Artiom Litveacov

Personal information
- Full name: Artiom Litveacov
- Date of birth: 26 October 1996 (age 28)
- Place of birth: Bender, Moldova
- Height: 1.85 m (6 ft 1 in)
- Position(s): Defender

Team information
- Current team: Ravshan Kulob

Youth career
- 0000–2014: Sheriff Tiraspol

Senior career*
- Years: Team / Apps / (Gls)
- 2014–2015: Dinamo-Auto / 3 / (0)
- 2016: Speranța Nisporeni
- 2017–2019: Tighina
- 2020: Andijon / 11 / (0)
- 2020–2021: Dinamo-Auto / 23 / (4)
- 2021–2022: Sfîntul Gheorghe / 30 / (0)
- 2023: Dinamo Brest / 23 / (0)
- 2024: Nejmeh / 11 / (0)
- 2024: Kyzylzhar / 3 / (0)
- 2025–: Ravshan Kulob

International career^{‡}
- 2022–: Moldova / 2 / (0)

= Artiom Litveacov =

Moldovan footballer

Artiom Litveacov (born 26 October 1996) is a Moldovan footballer who plays as a defender for Ravshan Kulob.

==Career==
In June 2021, Litveacov signed for Sfîntul Gheorghe.

On 30 January 2024, Nejmeh announced the signing of Litveacov.

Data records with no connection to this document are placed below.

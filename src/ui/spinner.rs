use indicatif::{ProgressBar, ProgressDrawTarget, ProgressStyle};
use std::time::Duration;

// The last string is the finished frame.
const TICKS: &[&str] = &["◐", "◓", "◑", "◒", "●"];

/// A spinner drawn on stderr while the translation request is in flight.
///
/// Hidden when stderr is not a terminal. Cleared when dropped, so holding
/// it across an `.await` is enough to scope it to the request.
pub struct Spinner {
    progress_bar: ProgressBar,
}

impl Spinner {
    #[allow(clippy::unwrap_used)]
    pub fn new(message: &str) -> Self {
        let progress_bar = ProgressBar::with_draw_target(None, ProgressDrawTarget::stderr());
        // unwrap is safe: template string is a compile-time constant
        progress_bar.set_style(
            ProgressStyle::default_spinner()
                .tick_strings(TICKS)
                .template("{spinner} {msg} {elapsed}")
                .unwrap(),
        );
        progress_bar.set_message(message.to_string());
        progress_bar.enable_steady_tick(Duration::from_millis(120));

        Self { progress_bar }
    }
}

impl Drop for Spinner {
    fn drop(&mut self) {
        self.progress_bar.finish_and_clear();
    }
}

On 17 February 2025, Tajikistan Higher League club Ravshan Kulob announced the signing of Litveacov. The post welcoming Litveacov to Ravshan Kulob was later deleted and Litveacov wasn't included in Ravshan's squad list for the season when announced on 6 March 2025.